Cleveland Clinic Adopts AI for Clinical Trial Recruitment with Dyania Health Partnership

Dyania Health’s proprietary platform, Synapsis AI, will support the clinic’s recruitment efforts and potentially other research applications in the future.

The Cleveland Clinic has partnered with Dyania Health to use artificial intelligence in identifying patients for clinical trials, aiming to streamline the recruitment process and improve efficiency. 

Dyania Health’s proprietary platform, Synapsis AI, will support the clinic’s recruitment efforts and potentially other research applications in the future.

Before the partnership, Cleveland Clinic relied on manual chart reviews to identify eligible patients, a process described as time-consuming and limited. “How we were recruiting for clinical trials, it was a very painful, archaic, inefficient exercise that was frustrating to anybody who is involved in that cycle of clinical trials, not just in the Cleveland Clinic, but nationally,” said Lara Jehi, M.D., chief research information officer at The Cleveland Clinic.

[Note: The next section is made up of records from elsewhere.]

// SPDX-FileCopyrightText: 2025 Jason Pena <jasonpena@awkless.com>
// SPDX-License-Identifier: MIT

//! Remote command facade.
//!
//! Tasks never talk to SSH directly. They go through the [`Remote`] trait,
//! which knows how to run a [`ShellCommand`] on the target host, on the
//! target host through sudo, or on the control host, along with copying files
//! between the two. The production implementation is [`SshRemote`].
//!
//! # Scoped Settings
//!
//! A [`Shell`] pairs a remote with a [`Scope`]: the acting login user, the
//! working directory, whether failures are tolerated, whether output is
//! hidden, and whether the command owns the operator's terminal. Scopes are
//! values. Narrowing one through [`Shell::cd`], [`Shell::as_user`],
//! [`Shell::warn_only`], [`Shell::quiet`], or [`Shell::interactive`] hands back
//! a new shell and leaves the original untouched, so a setting never leaks
//! past the block that asked for it.
//!
//! # Prompts
//!
//! Commands that may ask the operator for input, e.g., `passwd` or
//! `ssh-keygen` asking for a passphrase, run in an interactive scope. Their
//! output goes straight to the terminal and is not captured. Every visible
//! sudo command is interactive as well, since sudo itself may prompt for a
//! password.
//!
//! # Failure Policy
//!
//! A remote only reports errors it could not turn into an [`Outcome`], e.g.,
//! failing to spawn `ssh` or losing the connection. Whether a non-zero exit
//! status aborts the caller is decided by the shell: outside of a warn-only
//! scope the failure becomes [`RemoteError::CommandFailed`], inside of one the
//! failed outcome is handed back for the caller to inspect.

pub mod ssh;

pub use ssh::SshRemote;

use crate::shell::{escape_bre, Cmd, ShellCommand};

use std::path::{Path, PathBuf};
use tracing::{debug, info, warn};

/// Result of a finished command.
#[derive(Debug, Clone, Default, PartialEq, Eq)]
pub struct Outcome {
    /// Exit status, if the command was not killed by a signal.
    pub code: Option<i32>,

    /// Captured standard output without trailing newline.
    pub stdout: String,

    /// Captured standard error without trailing newline.
    pub stderr: String,
}

impl Outcome {
    /// Successful outcome with given standard output.
    pub fn success(stdout: impl Into<String>) -> Self {
        Self {
            code: Some(0),
            stdout: stdout.into(),
            stderr: String::new(),
        }
    }

    /// Failed outcome with given exit status.
    pub fn failure(code: i32, stderr: impl Into<String>) -> Self {
        Self {
            code: Some(code),
            stdout: String::new(),
            stderr: stderr.into(),
        }
    }

    /// Command exited with zero status.
    pub fn succeeded(&self) -> bool {
        self.code == Some(0)
    }

    /// Command exited with non-zero status or was killed.
    pub fn failed(&self) -> bool {
        !self.succeeded()
    }
}

/// Settings that apply to every command issued through a [`Shell`].
#[derive(Debug, Clone, PartialEq, Eq)]
pub struct Scope {
    /// Login user on the target host.
    pub user: String,

    /// Working directory, relative to login home unless absolute.
    pub cwd: Option<String>,

    /// Hand back failed outcomes instead of aborting.
    pub warn_only: bool,

    /// Hide commands and their output from the log.
    pub quiet: bool,

    /// Attach command to the operator's terminal instead of capturing output.
    pub interactive: bool,
}

impl Scope {
    /// Construct default scope for target login user.
    pub fn new(user: impl Into<String>) -> Self {
        Self {
            user: user.into(),
            cwd: None,
            warn_only: false,
            quiet: false,
            interactive: false,
        }
    }

    /// Resolve `path` against current working directory.
    ///
    /// Absolute and home relative paths replace the working directory
    /// entirely.
    pub fn join(&self, path: &str) -> String {
        if path.starts_with('/') || path.starts_with('~') {
            return path.to_string();
        }

        match &self.cwd {
            Some(cwd) => format!("{}/{path}", cwd.trim_end_matches('/')),
            None => path.to_string(),
        }
    }

    /// Prefix command with a change into current working directory.
    pub fn wrap(&self, command: &ShellCommand) -> ShellCommand {
        match &self.cwd {
            Some(cwd) => Cmd::new("cd").path(cwd.as_str()).and_then(command.clone()),
            None => command.clone(),
        }
    }
}

/// Transport able to execute commands for tasks.
///
/// Implementations report non-zero exit status through [`Outcome`], never
/// through an error. In an interactive [`Scope`] the command must be able to
/// prompt the operator, and the returned outcome carries no output.
pub trait Remote {
    /// Name of the target host, without user or port.
    fn host(&self) -> &str;

    /// Run command on target host as the scope's login user.
    fn run(&self, scope: &Scope, command: &ShellCommand) -> Result<Outcome>;

    /// Run command on target host through sudo, optionally as `as_user`.
    fn sudo(&self, scope: &Scope, command: &ShellCommand, as_user: Option<&str>)
        -> Result<Outcome>;

    /// Run command on control host.
    ///
    /// The scope's working directory only applies to the target host, so
    /// local commands always run in the current directory of the process.
    fn local(&self, scope: &Scope, command: &ShellCommand) -> Result<Outcome>;

    /// Copy file from target host to control host, returning local path.
    fn get(&self, scope: &Scope, remote_path: &str, local_path: &Path) -> Result<PathBuf>;

    /// Copy file from control host into directory on target host, returning
    /// the destination path.
    fn put(&self, scope: &Scope, local_path: &Path, remote_dir: &str) -> Result<String>;
}

/// Remote paired with scoped settings.
#[derive(Debug)]
pub struct Shell<'r, R>
where
    R: Remote + ?Sized,
{
    remote: &'r R,
    scope: Scope,
}

impl<R> Clone for Shell<'_, R>
where
    R: Remote + ?Sized,
{
    fn clone(&self) -> Self {
        Self {
            remote: self.remote,
            scope: self.scope.clone(),
        }
    }
}

impl<'r, R> Shell<'r, R>
where
    R: Remote + ?Sized,
{
    /// Construct new shell logging in as `user`.
    pub fn new(remote: &'r R, user: impl Into<String>) -> Self {
        Self {
            remote,
            scope: Scope::new(user),
        }
    }

    /// Current scoped settings.
    pub fn scope(&self) -> &Scope {
        &self.scope
    }

    /// Name of target host.
    pub fn host(&self) -> &str {
        self.remote.host()
    }

    /// Narrow scope to another login user.
    pub fn as_user(&self, user: impl Into<String>) -> Self {
        let mut shell = self.clone();
        shell.scope.user = user.into();
        shell
    }

    /// Narrow scope to a working directory, nesting relative paths.
    pub fn cd(&self, path: impl AsRef<str>) -> Self {
        let mut shell = self.clone();
        shell.scope.cwd = Some(self.scope.join(path.as_ref()));
        shell
    }

    /// Narrow scope to tolerate failures.
    pub fn warn_only(&self) -> Self {
        let mut shell = self.clone();
        shell.scope.warn_only = true;
        shell
    }

    /// Narrow scope to hide commands and output.
    pub fn quiet(&self) -> Self {
        let mut shell = self.clone();
        shell.scope.quiet = true;
        shell
    }

    /// Narrow scope to let commands prompt the operator.
    pub fn interactive(&self) -> Self {
        let mut shell = self.clone();
        shell.scope.interactive = true;
        shell
    }

    /// Run command on target host.
    ///
    /// # Errors
    ///
    /// - Return [`RemoteError::CommandFailed`] if command fails outside of a
    ///   warn-only scope.
    /// - Return any transport error of the remote.
    pub fn run(&self, command: impl Into<ShellCommand>) -> Result<Outcome> {
        let command = command.into();
        self.announce("run", &command);
        let outcome = self.remote.run(&self.scope, &command)?;
        self.settle(&command, outcome)
    }

    /// Run command on target host through sudo.
    ///
    /// Outside of a quiet scope the command always runs interactively.
    ///
    /// # Errors
    ///
    /// - Return [`RemoteError::CommandFailed`] if command fails outside of a
    ///   warn-only scope.
    /// - Return any transport error of the remote.
    pub fn sudo(&self, command: impl Into<ShellCommand>, as_user: Option<&str>) -> Result<Outcome> {
        if !self.scope.quiet && !self.scope.interactive {
            return self.interactive().sudo(command, as_user);
        }

        let command = command.into();
        self.announce("sudo", &command);
        let outcome = self.remote.sudo(&self.scope, &command, as_user)?;
        self.settle(&command, outcome)
    }

    /// Run command on control host.
    ///
    /// # Errors
    ///
    /// - Return [`RemoteError::CommandFailed`] if command fails outside of a
    ///   warn-only scope.
    /// - Return [`RemoteError::Spawn`] if local shell cannot be spawned.
    pub fn local(&self, command: impl Into<ShellCommand>) -> Result<Outcome> {
        let command = command.into();
        self.announce("local", &command);
        let outcome = self.remote.local(&self.scope, &command)?;
        self.settle(&command, outcome)
    }

    /// Download file from target host.
    ///
    /// # Errors
    ///
    /// - Return [`RemoteError::Transfer`] if copy fails.
    pub fn get(&self, remote_path: &str, local_path: impl AsRef<Path>) -> Result<PathBuf> {
        info!(
            "[{}] download: {remote_path} -> {}",
            self.host(),
            local_path.as_ref().display()
        );
        self.remote.get(&self.scope, remote_path, local_path.as_ref())
    }

    /// Upload file into directory on target host.
    ///
    /// # Errors
    ///
    /// - Return [`RemoteError::Transfer`] if copy fails.
    pub fn put(&self, local_path: impl AsRef<Path>, remote_dir: &str) -> Result<String> {
        info!(
            "[{}] upload: {} -> {remote_dir}",
            self.host(),
            local_path.as_ref().display()
        );
        self.remote.put(&self.scope, local_path.as_ref(), remote_dir)
    }

    /// Check if path exists on target host.
    ///
    /// A failed probe counts as absence. Transport errors are still
    /// propagated so an unreachable host is never mistaken for a missing
    /// file.
    pub fn exists(&self, path: &str) -> Result<bool> {
        let probe = self.warn_only().quiet();
        Ok(probe.run(Cmd::new("test").arg("-e").path(path))?.succeeded())
    }

    /// Absolute path of current working directory on target host.
    pub fn pwd(&self) -> Result<String> {
        Ok(self.quiet().run(Cmd::new("pwd"))?.stdout.trim().to_string())
    }

    /// Append line to file on target host unless already present.
    ///
    /// With `partial`, any existing line that starts with `line` counts as a
    /// match. Otherwise the whole line must match. Returns whether the line
    /// was written.
    ///
    /// # Errors
    ///
    /// - Return [`RemoteError::CommandFailed`] if line cannot be written.
    pub fn append(&self, path: &str, line: &str, partial: bool, use_sudo: bool) -> Result<bool> {
        let pattern = format!("^{}{}", escape_bre(line), if partial { "" } else { "$" });
        let check = Cmd::new("grep").args(["-q", "-e"]).arg(pattern).path(path);
        let probe = self.warn_only().quiet();
        let present = if use_sudo {
            probe.sudo(check, None)?
        } else {
            probe.run(check)?
        };

        if present.succeeded() {
            debug!("[{}] {path} already contains {line:?}", self.host());
            return Ok(false);
        }

        let write = Cmd::new("printf").arg("%s\\n").arg(line).append_to(path);
        if use_sudo {
            self.sudo(write, None)?;
        } else {
            self.run(write)?;
        }

        Ok(true)
    }

    fn announce(&self, verb: &str, command: &ShellCommand) {
        let cwd = self.scope.cwd.as_deref().unwrap_or("~");
        if self.scope.quiet {
            debug!("[{}] {verb} ({}:{cwd}): {command}", self.host(), self.scope.user);
        } else {
            info!("[{}] {verb} ({}:{cwd}): {command}", self.host(), self.scope.user);
        }
    }

    fn settle(&self, command: &ShellCommand, outcome: Outcome) -> Result<Outcome> {
        if outcome.succeeded() {
            if !self.scope.quiet {
                for line in outcome.stdout.lines() {
                    info!("[{}] out: {line}", self.host());
                }
            }
            return Ok(outcome);
        }

        if self.scope.warn_only {
            if !self.scope.quiet {
                warn!(
                    "[{}] tolerated {} of: {command}",
                    self.host(),
                    status_text(&outcome.code)
                );
            }
            return Ok(outcome);
        }

        Err(RemoteError::CommandFailed {
            host: self.host().to_string(),
            command: command.to_string(),
            code: outcome.code,
            stderr: outcome.stderr,
        })
    }
}

fn status_text(code: &Option<i32>) -> String {
    match code {
        Some(code) => format!("exit status {code}"),
        None => "termination by signal".into(),
    }
}

/// All possible error types for remote command execution.
#[derive(Debug, thiserror::Error)]
pub enum RemoteError {
    /// Command exited with failure outside of a warn-only scope.
    #[error("[{host}] command `{command}` failed with {}: {stderr}", status_text(.code))]
    CommandFailed {
        host: String,
        command: String,
        code: Option<i32>,
        stderr: String,
    },

    /// Target host could not be reached.
    #[error("[{host}] connection failed: {message}")]
    Connection { host: String, message: String },

    /// File copy between control host and target host failed.
    #[error("copy of {from} to {to} failed: {message}")]
    Transfer {
        from: String,
        to: String,
        message: String,
    },

    /// Host string could not be parsed.
    #[error("invalid host string {0:?}")]
    InvalidHost(String),

    /// Local process could not be spawned.
    #[error(transparent)]
    Spawn(#[from] std::io::Error),

    /// Style template cannot be set for progress bars.
    #[error(transparent)]
    IndicatifStyleTemplate(#[from] indicatif::style::TemplateError),
}

/// Friendly result alias :3
pub type Result<T, E = RemoteError> = std::result::Result<T, E>;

Synapsis AI analyzes medical records across the clinic’s patient population, allowing daily updates on eligibility for ongoing trials. “The problem with that is that besides the time that is being consumed, this is a very limited, narrow view of the whole pool of patients that could potentially benefit from the intervention,” Jehi added.

Dyania Health, which launched out of stealth in October 2024, has raised $10 million in Series A funding led by HealthX Ventures, with participation from Tech Square Ventures and Cleveland Clinic Ventures. The platform uses multiple AI models to address the challenge of changing patient characteristics over time.

Pilot programs demonstrated significant improvements in trial recruitment. For a melanoma study, Synapsis AI identified all eligible patients in 2.5 minutes with 96% accuracy, compared to 400 minutes using manual review. 

In one week for a cardiology trial, the system reviewed 1.2 million patient records and identified twice as many eligible participants as three months of traditional recruitment.

The technology also increases access to patients across the Cleveland Clinic’s health system, which includes more than 220 locations in Ohio and additional sites globally. “Research coordinators are often missing patients who are not going in to see a specialist, who are maybe being seen in a community site that's not at the main campus,” said Eirini Schlosser, founder and CEO of Dyania Health. In one cancer study, 80% of participants came from community clinics, and a cardiovascular trial saw 37% higher diversity in the patient population using AI-assisted recruitment.

Synapsis AI will be implemented in phases across various disciplines, with executives noting the system’s potential to enhance trial enrollment and patient representation across the clinic’s research programs.